//! Full-dataset predictions and the predictions CSV

use crate::error::{PipelineError, Result};
use crate::features::FeatureMatrix;
use crate::report::write_atomic;
use crate::training::TrainedModel;
use chrono::NaiveDate;
use forecast_math::metrics::round_to;
use forecast_math::MathError;
use log::info;
use serde::{Deserialize, Serialize};
use std::path::Path;

/// Decimal places kept on predicted prices
pub const PREDICTION_DECIMALS: u32 = 2;

/// Which block of the chronological split a row belongs to
#[derive(Debug, Clone, Copy, PartialEq, Eq, Serialize, Deserialize)]
pub enum Partition {
    Train,
    Test,
}

impl Partition {
    /// Rows before `split_idx` are training rows
    pub fn for_row(idx: usize, split_idx: usize) -> Self {
        if idx < split_idx {
            Partition::Train
        } else {
            Partition::Test
        }
    }
}

/// One row of the predictions CSV
#[derive(Debug, Clone, PartialEq, Serialize, Deserialize)]
pub struct PredictionRecord {
    #[serde(rename = "Date")]
    pub date: NaiveDate,
    #[serde(rename = "Actual_Price")]
    pub actual_price: f64,
    #[serde(rename = "Predicted_Price")]
    pub predicted_price: f64,
    #[serde(rename = "Error")]
    pub error: f64,
    #[serde(rename = "Absolute_Error")]
    pub absolute_error: f64,
    #[serde(rename = "Percentage_Error")]
    pub percentage_error: f64,
    #[serde(rename = "Dataset")]
    pub dataset: Partition,
}

impl PredictionRecord {
    /// Build a record; the prediction is rounded before any error is derived
    /// from it.
    pub fn new(
        idx: usize,
        date: NaiveDate,
        actual_price: f64,
        raw_prediction: f64,
        split_idx: usize,
    ) -> Result<Self> {
        if actual_price == 0.0 {
            return Err(MathError::DivisionByZero(format!(
                "Actual price on {} (row {}) is zero; percentage error is undefined",
                date, idx
            ))
            .into());
        }

        let predicted_price = round_to(raw_prediction, PREDICTION_DECIMALS);
        let error = actual_price - predicted_price;

        Ok(Self {
            date,
            actual_price,
            predicted_price,
            error,
            absolute_error: error.abs(),
            percentage_error: (error / actual_price).abs() * 100.0,
            dataset: Partition::for_row(idx, split_idx),
        })
    }
}

/// Run the model over every row and build one record per row, in order
pub fn generate_predictions(
    model: &TrainedModel,
    features: &FeatureMatrix,
    dates: &[NaiveDate],
    actuals: &[f64],
    split_idx: usize,
) -> Result<Vec<PredictionRecord>> {
    if dates.len() != features.len() || actuals.len() != features.len() {
        return Err(PipelineError::Config(format!(
            "{} feature rows, {} dates and {} actual prices do not line up",
            features.len(),
            dates.len(),
            actuals.len()
        )));
    }

    let predictions = model.predict(features)?;

    dates
        .iter()
        .zip(actuals)
        .zip(predictions)
        .enumerate()
        .map(|(idx, ((date, actual), predicted))| {
            PredictionRecord::new(idx, *date, *actual, predicted, split_idx)
        })
        .collect()
}

/// Write the records as CSV, creating the parent directory if needed
pub fn write_predictions<P: AsRef<Path>>(path: P, records: &[PredictionRecord]) -> Result<()> {
    let path = path.as_ref();

    let mut writer = csv::Writer::from_writer(Vec::new());
    for record in records {
        writer.serialize(record)?;
    }
    let bytes = writer
        .into_inner()
        .map_err(|e| PipelineError::Io(e.into_error()))?;

    write_atomic(path, &bytes)?;
    info!("Wrote {} predictions to {}", records.len(), path.display());
    Ok(())
}

#[cfg(test)]
mod tests {
    use super::*;
    use approx::assert_abs_diff_eq;

    fn day(d: u32) -> NaiveDate {
        NaiveDate::from_ymd_opt(2024, 5, d).unwrap()
    }

    #[test]
    fn test_error_uses_rounded_prediction() {
        let record = PredictionRecord::new(0, day(1), 100.0, 99.996, 1).unwrap();

        assert_eq!(record.predicted_price, 100.0);
        assert_abs_diff_eq!(record.error, 0.0);
        assert_eq!(record.dataset, Partition::Train);

        let record = PredictionRecord::new(3, day(2), 2000.0, 1990.004, 1).unwrap();
        assert_eq!(record.predicted_price, 1990.0);
        assert_abs_diff_eq!(record.error, 10.0);
        assert_abs_diff_eq!(record.absolute_error, 10.0);
        assert_abs_diff_eq!(record.percentage_error, 0.5, epsilon = 1e-12);
        assert_eq!(record.dataset, Partition::Test);
    }

    #[test]
    fn test_negative_error_has_positive_magnitudes() {
        let record = PredictionRecord::new(0, day(1), 200.0, 210.0, 5).unwrap();
        assert_abs_diff_eq!(record.error, -10.0);
        assert_abs_diff_eq!(record.absolute_error, 10.0);
        assert_abs_diff_eq!(record.percentage_error, 5.0);
    }

    #[test]
    fn test_zero_actual_is_rejected() {
        let result = PredictionRecord::new(0, day(1), 0.0, 1.0, 1);
        assert!(matches!(
            result,
            Err(PipelineError::Math(MathError::DivisionByZero(_)))
        ));
    }

    #[test]
    fn test_partition_boundary() {
        assert_eq!(Partition::for_row(3, 4), Partition::Train);
        assert_eq!(Partition::for_row(4, 4), Partition::Test);
    }
}
//! End-to-end runs: load, train, predict, report, evaluate

use crate::config::PipelineConfig;
use crate::data::DataLoader;
use crate::error::Result;
use crate::evaluate::{self, EvaluationSummary};
use crate::features::select_features;
use crate::predict::{generate_predictions, write_predictions, PredictionRecord};
use crate::report::{format_evaluation_summary, format_model_report, write_atomic};
use crate::training::{train_model, TrainingOutcome};
use log::info;

/// Everything produced by the training half of the pipeline
#[derive(Debug, Clone)]
pub struct TrainingRun {
    pub outcome: TrainingOutcome,
    pub predictions: Vec<PredictionRecord>,
}

/// Load the input, fit the model, write the predictions CSV and the model
/// performance report
pub fn run_training(config: &PipelineConfig) -> Result<TrainingRun> {
    config.validate()?;

    let dataset = DataLoader::from_config(config)?;
    let (features, targets) =
        select_features(&dataset, &config.feature_columns, &config.target_column)?;
    info!(
        "Loaded dataset: {} samples, {} features",
        features.len(),
        features.width()
    );
    info!("Model: Linear Regression");

    let outcome = train_model(&features, &targets, config.split_ratio)?;

    let predictions = generate_predictions(
        &outcome.model,
        &features,
        dataset.dates(),
        &targets,
        outcome.split_idx,
    )?;

    write_predictions(config.predictions_path(), &predictions)?;

    let report_path = config.model_report_path();
    write_atomic(&report_path, format_model_report(&outcome).as_bytes())?;
    info!("Wrote model report to {}", report_path.display());

    Ok(TrainingRun {
        outcome,
        predictions,
    })
}

/// Read the predictions CSV and write the evaluation summary
pub fn run_evaluation(config: &PipelineConfig) -> Result<EvaluationSummary> {
    config.validate()?;

    let columns = evaluate::read_predictions(config.predictions_path())?;
    let summary = evaluate::evaluate(
        &columns,
        &config.percentage_tolerances,
        &config.price_tolerances,
    )?;

    let summary_path = config.evaluation_path();
    write_atomic(&summary_path, format_evaluation_summary(&summary).as_bytes())?;
    info!("Wrote evaluation summary to {}", summary_path.display());

    Ok(summary)
}

/// Training followed by evaluation
pub fn run(config: &PipelineConfig) -> Result<(TrainingRun, EvaluationSummary)> {
    let training = run_training(config)?;
    let summary = run_evaluation(config)?;
    Ok((training, summary))
}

■ **Goal of the exercise**: The data above should be reproduced in full and exactly.

■ **Result**:
//! Full-dataset predictions and the predictions CSV

use crate::error::{PipelineError, Result};
use crate::features::FeatureMatrix;
use crate::report::write_atomic;
use crate::training::TrainedModel;
use chrono::NaiveDate;
use forecast_math::metrics::round_to;
use forecast_math::MathError;
use log::info;
use serde::{Deserialize, Serialize};
use std::path::Path;

/// Decimal places kept on predicted prices
pub const PREDICTION_DECIMALS: u32 = 2;

/// Which block of the chronological split a row belongs to
#[derive(Debug, Clone, Copy, PartialEq, Eq, Serialize, Deserialize)]
pub enum Partition {
    Train,
    Test,
}

impl Partition {
    /// Rows before `split_idx` are training rows
    pub fn for_row(idx: usize, split_idx: usize) -> Self {
        if idx < split_idx {
            Partition::Train
        } else {
            Partition::Test
        }
    }
}

/// One row of the predictions CSV
#[derive(Debug, Clone, PartialEq, Serialize, Deserialize)]
pub struct PredictionRecord {
    #[serde(rename = "Date")]
    pub date: NaiveDate,
    #[serde(rename = "Actual_Price")]
    pub actual_price: f64,
    #[serde(rename = "Predicted_Price")]
    pub predicted_price: f64,
    #[serde(rename = "Error")]
    pub error: f64,
    #[serde(rename = "Absolute_Error")]
    pub absolute_error: f64,
    #[serde(rename = "Percentage_Error")]
    pub percentage_error: f64,
    #[serde(rename = "Dataset")]
    pub dataset: Partition,
}

impl PredictionRecord {
    /// Build a record; the prediction is rounded before any error is derived
    /// from it.
    pub fn new(
        idx: usize,
        date: NaiveDate,
        actual_price: f64,
        raw_prediction: f64,
        split_idx: usize,
    ) -> Result<Self> {
        if actual_price == 0.0 {
            return Err(MathError::DivisionByZero(format!(
                "Actual price on {} (row {}) is zero; percentage error is undefined",
                date, idx
            ))
            .into());
        }

        let predicted_price = round_to(raw_prediction, PREDICTION_DECIMALS);
        let error = actual_price - predicted_price;

        Ok(Self {
            date,
            actual_price,
            predicted_price,
            error,
            absolute_error: error.abs(),
            percentage_error: (error / actual_price).abs() * 100.0,
            dataset: Partition::for_row(idx, split_idx),
        })
    }
}

/// Run the model over every row and build one record per row, in order
pub fn generate_predictions(
    model: &TrainedModel,
    features: &FeatureMatrix,
    dates: &[NaiveDate],
    actuals: &[f64],
    split_idx: usize,
) -> Result<Vec<PredictionRecord>> {
    if dates.len() != features.len() || actuals.len() != features.len() {
        return Err(PipelineError::Config(format!(
            "{} feature rows, {} dates and {} actual prices do not line up",
            features.len(),
            dates.len(),
            actuals.len()
        )));
    }

    let predictions = model.predict(features)?;

    dates
        .iter()
        .zip(actuals)
        .zip(predictions)
        .enumerate()
        .map(|(idx, ((date, actual), predicted))| {
            PredictionRecord::new(idx, *date, *actual, predicted, split_idx)
        })
        .collect()
}

/// Write the records as CSV, creating the parent directory if needed
pub fn write_predictions<P: AsRef<Path>>(path: P, records: &[PredictionRecord]) -> Result<()> {
    let path = path.as_ref();

    let mut writer = csv::Writer::from_writer(Vec::new());
    for record in records {
        writer.serialize(record)?;
    }
    let bytes = writer
        .into_inner()
        .map_err(|e| PipelineError::Io(e.into_error()))?;

    write_atomic(path, &bytes)?;
    info!("Wrote {} predictions to {}", records.len(), path.display());
    Ok(())
}

#[cfg(test)]
mod tests {
    use super::*;
    use approx::assert_abs_diff_eq;

    fn day(d: u32) -> NaiveDate {
        NaiveDate::from_ymd_opt(2024, 5, d).unwrap()
    }

    #[test]
    fn test_error_uses_rounded_prediction() {
        let record = PredictionRecord::new(0, day(1), 100.0, 99.996, 1).unwrap();

        assert_eq!(record.predicted_price, 100.0);
        assert_abs_diff_eq!(record.error, 0.0);
        assert_eq!(record.dataset, Partition::Train);

        let record = PredictionRecord::new(3, day(2), 2000.0, 1990.004, 1).unwrap();
        assert_eq!(record.predicted_price, 1990.0);
        assert_abs_diff_eq!(record.error, 10.0);
        assert_abs_diff_eq!(record.absolute_error, 10.0);
        assert_abs_diff_eq!(record.percentage_error, 0.5, epsilon = 1e-12);
        assert_eq!(record.dataset, Partition::Test);
    }

    #[test]
    fn test_negative_error_has_positive_magnitudes() {
        let record = PredictionRecord::new(0, day(1), 200.0, 210.0, 5).unwrap();
        assert_abs_diff_eq!(record.error, -10.0);
        assert_abs_diff_eq!(record.absolute_error, 10.0);
        assert_abs_diff_eq!(record.percentage_error, 5.0);
    }

    #[test]
    fn test_zero_actual_is_rejected() {
        let result = PredictionRecord::new(0, day(1), 0.0, 1.0, 1);
        assert!(matches!(
            result,
            Err(PipelineError::Math(MathError::DivisionByZero(_)))
        ));
    }

    #[test]
    fn test_partition_boundary() {
        assert_eq!(Partition::for_row(3, 4), Partition::Train);
        assert_eq!(Partition::for_row(4, 4), Partition::Test);
    }
}
//! End-to-end runs: load, train, predict, report, evaluate

use crate::config::PipelineConfig;
use crate::data::DataLoader;
use crate::error::Result;
use crate::evaluate::{self, EvaluationSummary};
use crate::features::select_features;
use crate::predict::{generate_predictions, write_predictions, PredictionRecord};
use crate::report::{format_evaluation_summary, format_model_report, write_atomic};
use crate::training::{train_model, TrainingOutcome};
use log::info;

/// Everything produced by the training half of the pipeline
#[derive(Debug, Clone)]
pub struct TrainingRun {
    pub outcome: TrainingOutcome,
    pub predictions: Vec<PredictionRecord>,
}

/// Load the input, fit the model, write the predictions CSV and the model
/// performance report
pub fn run_training(config: &PipelineConfig) -> Result<TrainingRun> {
    config.validate()?;

    let dataset = DataLoader::from_config(config)?;
    let (features, targets) =
        select_features(&dataset, &config.feature_columns, &config.target_column)?;
    info!(
        "Loaded dataset: {} samples, {} features",
        features.len(),
        features.width()
    );
    info!("Model: Linear Regression");

    let outcome = train_model(&features, &targets, config.split_ratio)?;

    let predictions = generate_predictions(
        &outcome.model,
        &features,
        dataset.dates(),
        &targets,
        outcome.split_idx,
    )?;

    write_predictions(config.predictions_path(), &predictions)?;

    let report_path = config.model_report_path();
    write_atomic(&report_path, format_model_report(&outcome).as_bytes())?;
    info!("Wrote model report to {}", report_path.display());

    Ok(TrainingRun {
        outcome,
        predictions,
    })
}

/// Read the predictions CSV and write the evaluation summary
pub fn run_evaluation(config: &PipelineConfig) -> Result<EvaluationSummary> {
    config.validate()?;

    let columns = evaluate::read_predictions(config.predictions_path())?;
    let summary = evaluate::evaluate(
        &columns,
        &config.percentage_tolerances,
        &config.price_tolerances,
    )?;

    let summary_path = config.evaluation_path();
    write_atomic(&summary_path, format_evaluation_summary(&summary).as_bytes())?;
    info!("Wrote evaluation summary to {}", summary_path.display());

    Ok(summary)
}

/// Training followed by evaluation
pub fn run(config: &PipelineConfig) -> Result<(TrainingRun, EvaluationSummary)> {
    let training = run_training(config)?;
    let summary = run_evaluation(config)?;
    Ok((training, summary))
}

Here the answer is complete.